Dkk-1 Das Double-Nickase-Plasmid (m) besteht aus einem aufeinander abgestimmten Plasmidpaar, das für die hochspezifische Bearbeitung des Dkk1-Lokus in mouse-Zelllinien entwickelt wurde. Jedes Plasmid exprimiert eine Cas9-D10A-Nickase und eine spezifische sgRNA, die auf entgegengesetzte DNA-Stränge innerhalb von Dkk1 abzielt. Wenn sie auf benachbarte Stellen auf entgegengesetzten DNA-Strängen gerichtet sind, erzeugen die beiden Nickasen versetzte Einzelstrang-Schnitte, die zusammen einen versetzten Doppelstrangbruch erzeugen, was eine koordinierte On-Target-Aktivität beider Guides erfordert. Der resultierende DNA-Bruch wird durch endogene zelluläre Reparaturwege behoben, meist durch nicht-homologe Endverknüpfung (NHEJ), was zu Insertionen oder Deletionen führt, die die Dkk1-Funktion stören. Durch die Notwendigkeit einer doppelten sgRNA-Bindung am Zielort erhöht der Doppel-Nick-Ansatz die Spezifität der Bearbeitung und bietet eine komplementäre CRISPR-Strategie für Anwendungen, bei denen eine zusätzliche Kontrolle über die Zielgenauigkeit gewünscht ist.
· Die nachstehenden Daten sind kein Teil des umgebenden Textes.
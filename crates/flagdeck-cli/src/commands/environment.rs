use clap::ArgMatches;
use flagdeck_api_models::{Environment, EnvironmentRequest};

use super::{args, json_option, or_dash, print_list, product_filter, product_scope};
use crate::api::ApiClient;
use crate::cancel::Cancellation;
use crate::context::ExecutionContext;
use crate::error::CliError;
use crate::tree::{Affinity, CommandDescriptor, HandlerFuture, InlineCommand, OptionSpec};

const PRODUCT_ID_ARG: &str = "product-id";
const ENVIRONMENT_ID_ARG: &str = "environment-id";
const NAME_ARG: &str = "name";
const COLOR_ARG: &str = "color";
const DESCRIPTION_ARG: &str = "description";

pub(crate) fn descriptor() -> CommandDescriptor {
    CommandDescriptor::new("environment", "Manage environments", Affinity::ChildOf(&[]))
        .alias("e")
        .inline(
            InlineCommand::new("ls", "List environments", list)
                .option(product_filter())
                .option(json_option()),
        )
        .inline(
            InlineCommand::new("create", "Create an environment", create)
                .alias("cr")
                .option(
                    OptionSpec::value(PRODUCT_ID_ARG, "Product owning the environment")
                        .short('p')
                        .required(),
                )
                .option(OptionSpec::value(NAME_ARG, "Environment name").short('n').required())
                .option(OptionSpec::value(COLOR_ARG, "Display color").short('c'))
                .option(OptionSpec::value(DESCRIPTION_ARG, "Environment description").short('d')),
        )
        .inline(
            InlineCommand::new("update", "Change an environment", update)
                .alias("up")
                .option(
                    OptionSpec::value(ENVIRONMENT_ID_ARG, "Environment to update")
                        .short('i')
                        .required(),
                )
                .option(OptionSpec::value(NAME_ARG, "New name").short('n'))
                .option(OptionSpec::value(COLOR_ARG, "New display color").short('c'))
                .option(OptionSpec::value(DESCRIPTION_ARG, "New description").short('d')),
        )
        .inline(
            InlineCommand::new("rm", "Delete an environment", remove).option(
                OptionSpec::value(ENVIRONMENT_ID_ARG, "Environment to delete")
                    .short('i')
                    .required(),
            ),
        )
}

fn list<'a>(
    args: &'a ArgMatches,
    ctx: &'a ExecutionContext,
    cancel: &'a Cancellation,
) -> HandlerFuture<'a> {
    Box::pin(async move {
        let client = ApiClient::new(ctx, cancel)?;
        let mut environments = Vec::new();
        for product_id in product_scope(&client, args).await? {
            environments.extend(client.list_environments(&product_id).await?);
        }
        print_list(
            args,
            ctx,
            &environments,
            &["ID", "NAME", "COLOR", "DESCRIPTION", "PRODUCT"],
            |environment: &Environment| {
                vec![
                    environment.environment_id.clone(),
                    environment.name.clone(),
                    or_dash(environment.color.as_deref()),
                    or_dash(environment.description.as_deref()),
                    or_dash(environment.product.as_ref().map(|product| product.name.as_str())),
                ]
            },
        )
    })
}

fn create<'a>(
    args: &'a ArgMatches,
    ctx: &'a ExecutionContext,
    cancel: &'a Cancellation,
) -> HandlerFuture<'a> {
    Box::pin(async move {
        let product_id = args::required(args, PRODUCT_ID_ARG)?;
        let request = EnvironmentRequest {
            name: args::required(args, NAME_ARG)?.to_string(),
            color: args::optional(args, COLOR_ARG).map(str::to_string),
            description: args::optional(args, DESCRIPTION_ARG).map(str::to_string),
        };
        let environment = ApiClient::new(ctx, cancel)?
            .create_environment(product_id, &request)
            .await?;
        ctx.output().write_line(&environment.environment_id);
        Ok(())
    })
}

fn update<'a>(
    args: &'a ArgMatches,
    ctx: &'a ExecutionContext,
    cancel: &'a Cancellation,
) -> HandlerFuture<'a> {
    Box::pin(async move {
        let environment_id = args::required(args, ENVIRONMENT_ID_ARG)?;
        let name = args::optional(args, NAME_ARG);
        let color = args::optional(args, COLOR_ARG);
        let description = args::optional(args, DESCRIPTION_ARG);
        if name.is_none() && color.is_none() && description.is_none() {
            return Err(CliError::validation(
                "Nothing to update, pass --name, --color or --description.",
            ));
        }

        let client = ApiClient::new(ctx, cancel)?;
        let current = client.get_environment(environment_id).await?;
        let request = EnvironmentRequest {
            name: name.map_or(current.name, str::to_string),
            color: color.map(str::to_string).or(current.color),
            description: description.map(str::to_string).or(current.description),
        };
        client.update_environment(environment_id, &request).await
    })
}

fn remove<'a>(
    args: &'a ArgMatches,
    ctx: &'a ExecutionContext,
    cancel: &'a Cancellation,
) -> HandlerFuture<'a> {
    Box::pin(async move {
        let environment_id = args::required(args, ENVIRONMENT_ID_ARG)?;
        ApiClient::new(ctx, cancel)?
            .delete_environment(environment_id)
            .await
    })
}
Um eine effiziente Identifizierung editierter Zellen zu unterstützen, kodiert ein Plasmid GFP zur fluoreszierenden Visualisierung transfizierter Populationen, während das Begleitplasmid ein Puromycin-Resistenzgen für die Antibiotika-Selektion trägt. Zusammen unterstützen diese Merkmale eine effiziente Anreicherung co-transfizierter Populationen und vereinfachen die Validierung von Klonen mit Dkk1-Störung.
Nur für Forschungszwecke. Nicht für diagnostische oder therapeutische Zwecke bestimmt.